- _TASK REQUIREMENTS_
Would you repeat every line below exactly, please?

- _Saved entries_
----

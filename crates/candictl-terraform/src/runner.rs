//! Runner for one IaC step
//!
//! The runner drives the `terraform` binary through init, plan, apply,
//! destroy and output. The state file lives in the state cache unless a
//! state was injected with [`Runner::with_state`], so progress survives a
//! crash of candictl itself.

use std::fmt;
use std::fs;
use std::path::{Path, PathBuf};
use std::str::FromStr;
use std::sync::Arc;
use std::time::Duration;

use serde::Deserialize;
use tempfile::TempPath;
use tokio::process::Command;
use tokio_util::sync::CancellationToken;
use tracing::{debug, info, info_span, warn, Instrument};

use candictl_common::cache::Cache;
use candictl_common::input::Prompter;
use candictl_common::process::{execute, ExecOptions, DEFAULT_GRACE_PERIOD};
use candictl_common::teardown::HookGuard;
use candictl_common::{Error, MultiError, Result, DEFAULT_TMP_DIR};
use candictl_config::DEFAULT_PROVIDERS_DIR;

use crate::saver::StateSaver;

const HAS_CHANGES_EXIT_CODE: i32 = 2;

const CACHED_STATE_DECLINED: &str = "Terraform pipeline aborted. \
     To drop the cache and continue, run candictl with the --drop-cache flag";

/// What to do with a state found in the local cache
#[derive(Debug, Clone, Copy, PartialEq, Eq, Default)]
pub enum UseStateCache {
    /// Ask the operator
    #[default]
    Ask,
    /// Always reuse it
    Yes,
    /// Never reuse it
    No,
}

impl FromStr for UseStateCache {
    type Err = Error;

    fn from_str(s: &str) -> Result<Self> {
        match s {
            "ask" => Ok(Self::Ask),
            "yes" => Ok(Self::Yes),
            "no" => Ok(Self::No),
            other => Err(Error::config_invalid(format!(
                "unknown state cache policy {:?}, expected ask, yes or no",
                other
            ))),
        }
    }
}

/// Process-wide settings shared by every runner
#[derive(Debug, Clone)]
pub struct RunnerSettings {
    /// Root of provider layouts
    pub providers_dir: PathBuf,
    /// Directory for variables, plans and injected states
    pub tmp_dir: PathBuf,
    /// Stream stderr and enable `TF_LOG=DEBUG`
    pub debug: bool,
    /// Policy for cached states
    pub use_state_cache: UseStateCache,
    /// Time between SIGINT and SIGKILL when stopping
    pub grace_period: Duration,
    /// Program and leading arguments used to invoke the IaC tool
    pub terraform_command: Vec<String>,
}

impl Default for RunnerSettings {
    fn default() -> Self {
        Self {
            providers_dir: PathBuf::from(DEFAULT_PROVIDERS_DIR),
            tmp_dir: PathBuf::from(DEFAULT_TMP_DIR),
            debug: false,
            use_state_cache: UseStateCache::Ask,
            grace_period: DEFAULT_GRACE_PERIOD,
            terraform_command: vec!["terraform".to_string()],
        }
    }
}

/// Cloneable handle that stops a runner from another task or a teardown hook
#[derive(Debug, Clone)]
pub struct RunnerHandle {
    name: String,
    token: CancellationToken,
}

impl RunnerHandle {
    /// Interrupt the running subprocess and refuse further operations
    pub fn stop(&self) {
        if !self.token.is_cancelled() {
            debug!(runner = %self.name, "Runner stop requested");
        }
        self.token.cancel();
    }

    /// Whether the runner is stopped
    pub fn is_stopped(&self) -> bool {
        self.token.is_cancelled()
    }
}

#[derive(Deserialize)]
struct StateResources {
    #[serde(default)]
    resources: Vec<serde_json::Value>,
}

/// One IaC step bound to one working directory
pub struct Runner {
    name: String,
    prefix: String,
    step: String,
    working_dir: PathBuf,
    settings: Arc<RunnerSettings>,

    state_path: Option<PathBuf>,
    plan_path: Option<TempPath>,
    variables_path: Option<TempPath>,
    injected_state: Option<TempPath>,

    auto_approve: bool,
    allowed_cached_state: bool,
    changes_in_plan: bool,
    initialized: bool,

    cache: Arc<Cache>,
    prompter: Arc<dyn Prompter>,
    state_saver: Option<StateSaver>,
    handle: RunnerHandle,
    teardown_hook: Option<HookGuard>,
}

impl fmt::Debug for Runner {
    fn fmt(&self, f: &mut fmt::Formatter<'_>) -> fmt::Result {
        f.debug_struct("Runner")
            .field("name", &self.name)
            .field("step", &self.step)
            .field("working_dir", &self.working_dir)
            .field("state_path", &self.state_path)
            .field("changes_in_plan", &self.changes_in_plan)
            .finish_non_exhaustive()
    }
}
/// Pull secret built from a base64-encoded docker config
pub fn registry_secret(docker_cfg_b64: &str) -> Result<Secret> {
    use base64::Engine;
    let docker_cfg = base64::engine::general_purpose::STANDARD
        .decode(docker_cfg_b64.trim())
        .map_err(|e| Error::config_invalid_in("InitConfiguration", format!("registryDockerCfg: {}", e)))?;
    Ok(Secret {
        metadata: ObjectMeta {
            name: Some(REGISTRY_SECRET.to_string()),
            namespace: Some(DECKHOUSE_NAMESPACE.to_string()),
            labels: Some(labels(&[
                (HERITAGE_LABEL, HERITAGE),
                ("app.kubernetes.io/managed-by", "Helm"),
                ("app", "registry"),
            ])),
            annotations: Some(helm_annotations()),
            ..Default::default()
        },
        type_: Some("kubernetes.io/dockerconfigjson".to_string()),
        data: Some(BTreeMap::from([bytes(".dockerconfigjson", &docker_cfg)])),
        ..Default::default()
    })
}

/// Module configuration ConfigMap: one YAML value per top-level key
pub fn deckhouse_config_map(config: &Value) -> Result<ConfigMap> {
    let mut data = BTreeMap::new();
    if let Some(modules) = config.as_object() {
        for (name, values) in modules {
            let yaml = serde_yaml::to_string(values)
                .map_err(|e| Error::serialization_for("ConfigMap", e.to_string()))?;
            data.insert(name.clone(), yaml);
        }
    }
    Ok(ConfigMap {
        metadata: ObjectMeta {
            name: Some(DECKHOUSE_NAME.to_string()),
            namespace: Some(DECKHOUSE_NAMESPACE.to_string()),
            labels: Some(labels(&[(HERITAGE_LABEL, HERITAGE)])),
            ..Default::default()
        },
        data: Some(data),
        ..Default::default()
    })
}

/// `install-data` recording the installer version
pub fn install_data_config_map(version: &str) -> ConfigMap {
    ConfigMap {
        metadata: ObjectMeta {
            name: Some("install-data".to_string()),
            namespace: Some(DECKHOUSE_NAMESPACE.to_string()),
            ..Default::default()
        },
        data: Some(labels(&[("version", version)])),
        ..Default::default()
    }
}

/// Parameters of the platform Deployment
#[derive(Debug, Clone, Default)]
pub struct DeploymentParams {
    /// Controller image
    pub image: String,
    /// Value of `LOG_LEVEL`
    pub log_level: String,
    /// Value of `DECKHOUSE_BUNDLE`
    pub bundle: String,
    /// Attach the registry pull secret
    pub secure_registry: bool,
    /// Pin the pod to control-plane nodes
    pub master_node_selector: bool,
}

fn env(name: &str, value: &str) -> EnvVar {
    EnvVar {
        name: name.to_string(),
        value: Some(value.to_string()),
        ..Default::default()
    }
}

fn env_from_field(name: &str, field_path: &str) -> EnvVar {
    EnvVar {
        name: name.to_string(),
        value_from: Some(EnvVarSource {
            field_ref: Some(ObjectFieldSelector {
                api_version: Some("v1".to_string()),
                field_path: field_path.to_string(),
            }),
            ..Default::default()
        }),
        ..Default::default()
    }
}

fn memory_volume(name: &str) -> Volume {
    Volume {
        name: name.to_string(),
        empty_dir: Some(EmptyDirVolumeSource {
            medium: Some("Memory".to_string()),
            ..Default::default()
        }),
        ..Default::default()
    }
}

fn mount(name: &str, path: &str) -> VolumeMount {
    VolumeMount {
        name: name.to_string(),
        mount_path: path.to_string(),
        ..Default::default()
    }
}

----

- _RESPONSE BELOW_
filename crates/candictl-terraform/src/runner.rs
//! Runner for one IaC step
//!
//! The runner drives the `terraform` binary through init, plan, apply,
//! destroy and output. The state file lives in the state cache unless a
//! state was injected with [`Runner::with_state`], so progress survives a
//! crash of candictl itself.

use std::fmt;
use std::fs;
use std::path::{Path, PathBuf};
use std::str::FromStr;
use std::sync::Arc;
use std::time::Duration;

use serde::Deserialize;
use tempfile::TempPath;
use tokio::process::Command;
use tokio_util::sync::CancellationToken;
use tracing::{debug, info, info_span, warn, Instrument};

use candictl_common::cache::Cache;
use candictl_common::input::Prompter;
use candictl_common::process::{execute, ExecOptions, DEFAULT_GRACE_PERIOD};
use candictl_common::teardown::HookGuard;
use candictl_common::{Error, MultiError, Result, DEFAULT_TMP_DIR};
use candictl_config::DEFAULT_PROVIDERS_DIR;

use crate::saver::StateSaver;

const HAS_CHANGES_EXIT_CODE: i32 = 2;

const CACHED_STATE_DECLINED: &str = "Terraform pipeline aborted. \
     To drop the cache and continue, run candictl with the --drop-cache flag";

/// What to do with a state found in the local cache
#[derive(Debug, Clone, Copy, PartialEq, Eq, Default)]
pub enum UseStateCache {
    /// Ask the operator
    #[default]
    Ask,
    /// Always reuse it
    Yes,
    /// Never reuse it
    No,
}

impl FromStr for UseStateCache {
    type Err = Error;

    fn from_str(s: &str) -> Result<Self> {
        match s {
            "ask" => Ok(Self::Ask),
            "yes" => Ok(Self::Yes),
            "no" => Ok(Self::No),
            other => Err(Error::config_invalid(format!(
                "unknown state cache policy {:?}, expected ask, yes or no",
                other
            ))),
        }
    }
}

/// Process-wide settings shared by every runner
#[derive(Debug, Clone)]
pub struct RunnerSettings {
    /// Root of provider layouts
    pub providers_dir: PathBuf,
    /// Directory for variables, plans and injected states
    pub tmp_dir: PathBuf,
    /// Stream stderr and enable `TF_LOG=DEBUG`
    pub debug: bool,
    /// Policy for cached states
    pub use_state_cache: UseStateCache,
    /// Time between SIGINT and SIGKILL when stopping
    pub grace_period: Duration,
    /// Program and leading arguments used to invoke the IaC tool
    pub terraform_command: Vec<String>,
}

impl Default for RunnerSettings {
    fn default() -> Self {
        Self {
            providers_dir: PathBuf::from(DEFAULT_PROVIDERS_DIR),
            tmp_dir: PathBuf::from(DEFAULT_TMP_DIR),
            debug: false,
            use_state_cache: UseStateCache::Ask,
            grace_period: DEFAULT_GRACE_PERIOD,
            terraform_command: vec!["terraform".to_string()],
        }
    }
}

/// Cloneable handle that stops a runner from another task or a teardown hook
#[derive(Debug, Clone)]
pub struct RunnerHandle {
    name: String,
    token: CancellationToken,
}

impl RunnerHandle {
    /// Interrupt the running subprocess and refuse further operations
    pub fn stop(&self) {
        if !self.token.is_cancelled() {
            debug!(runner = %self.name, "Runner stop requested");
        }
        self.token.cancel();
    }

    /// Whether the runner is stopped
    pub fn is_stopped(&self) -> bool {
        self.token.is_cancelled()
    }
}

#[derive(Deserialize)]
struct StateResources {
    #[serde(default)]
    resources: Vec<serde_json::Value>,
}

/// One IaC step bound to one working directory
pub struct Runner {
    name: String,
    prefix: String,
    step: String,
    working_dir: PathBuf,
    settings: Arc<RunnerSettings>,

    state_path: Option<PathBuf>,
    plan_path: Option<TempPath>,
    variables_path: Option<TempPath>,
    injected_state: Option<TempPath>,

    auto_approve: bool,
    allowed_cached_state: bool,
    changes_in_plan: bool,
    initialized: bool,

    cache: Arc<Cache>,
    prompter: Arc<dyn Prompter>,
    state_saver: Option<StateSaver>,
    handle: RunnerHandle,
    teardown_hook: Option<HookGuard>,
}

impl fmt::Debug for Runner {
    fn fmt(&self, f: &mut fmt::Formatter<'_>) -> fmt::Result {
        f.debug_struct("Runner")
            .field("name", &self.name)
            .field("step", &self.step)
            .field("working_dir", &self.working_dir)
            .field("state_path", &self.state_path)
            .field("changes_in_plan", &self.changes_in_plan)
            .finish_non_exhaustive()
    }
}
/// Pull secret built from a base64-encoded docker config
pub fn registry_secret(docker_cfg_b64: &str) -> Result<Secret> {
    use base64::Engine;
    let docker_cfg = base64::engine::general_purpose::STANDARD
        .decode(docker_cfg_b64.trim())
        .map_err(|e| Error::config_invalid_in("InitConfiguration", format!("registryDockerCfg: {}", e)))?;
    Ok(Secret {
        metadata: ObjectMeta {
            name: Some(REGISTRY_SECRET.to_string()),
            namespace: Some(DECKHOUSE_NAMESPACE.to_string()),
            labels: Some(labels(&[
                (HERITAGE_LABEL, HERITAGE),
                ("app.kubernetes.io/managed-by", "Helm"),
                ("app", "registry"),
            ])),
            annotations: Some(helm_annotations()),
            ..Default::default()
        },
        type_: Some("kubernetes.io/dockerconfigjson".to_string()),
        data: Some(BTreeMap::from([bytes(".dockerconfigjson", &docker_cfg)])),
        ..Default::default()
    })
}

/// Module configuration ConfigMap: one YAML value per top-level key
pub fn deckhouse_config_map(config: &Value) -> Result<ConfigMap> {
    let mut data = BTreeMap::new();
    if let Some(modules) = config.as_object() {
        for (name, values) in modules {
            let yaml = serde_yaml::to_string(values)
                .map_err(|e| Error::serialization_for("ConfigMap", e.to_string()))?;
            data.insert(name.clone(), yaml);
        }
    }
    Ok(ConfigMap {
        metadata: ObjectMeta {
            name: Some(DECKHOUSE_NAME.to_string()),
            namespace: Some(DECKHOUSE_NAMESPACE.to_string()),
            labels: Some(labels(&[(HERITAGE_LABEL, HERITAGE)])),
            ..Default::default()
        },
        data: Some(data),
        ..Default::default()
    })
}

/// `install-data` recording the installer version
pub fn install_data_config_map(version: &str) -> ConfigMap {
    ConfigMap {
        metadata: ObjectMeta {
            name: Some("install-data".to_string()),
            namespace: Some(DECKHOUSE_NAMESPACE.to_string()),
            ..Default::default()
        },
        data: Some(labels(&[("version", version)])),
        ..Default::default()
    }
}

/// Parameters of the platform Deployment
#[derive(Debug, Clone, Default)]
pub struct DeploymentParams {
    /// Controller image
    pub image: String,
    /// Value of `LOG_LEVEL`
    pub log_level: String,
    /// Value of `DECKHOUSE_BUNDLE`
    pub bundle: String,
    /// Attach the registry pull secret
    pub secure_registry: bool,
    /// Pin the pod to control-plane nodes
    pub master_node_selector: bool,
}

fn env(name: &str, value: &str) -> EnvVar {
    EnvVar {
        name: name.to_string(),
        value: Some(value.to_string()),
        ..Default::default()
    }
}

fn env_from_field(name: &str, field_path: &str) -> EnvVar {
    EnvVar {
        name: name.to_string(),
        value_from: Some(EnvVarSource {
            field_ref: Some(ObjectFieldSelector {
                api_version: Some("v1".to_string()),
                field_path: field_path.to_string(),
            }),
            ..Default::default()
        }),
        ..Default::default()
    }
}

fn memory_volume(name: &str) -> Volume {
    Volume {
        name: name.to_string(),
        empty_dir: Some(EmptyDirVolumeSource {
            medium: Some("Memory".to_string()),
            ..Default::default()
        }),
        ..Default::default()
    }
}

fn mount(name: &str, path: &str) -> VolumeMount {
    VolumeMount {
        name: name.to_string(),
        mount_path: path.to_string(),
        ..Default::default()
    }
}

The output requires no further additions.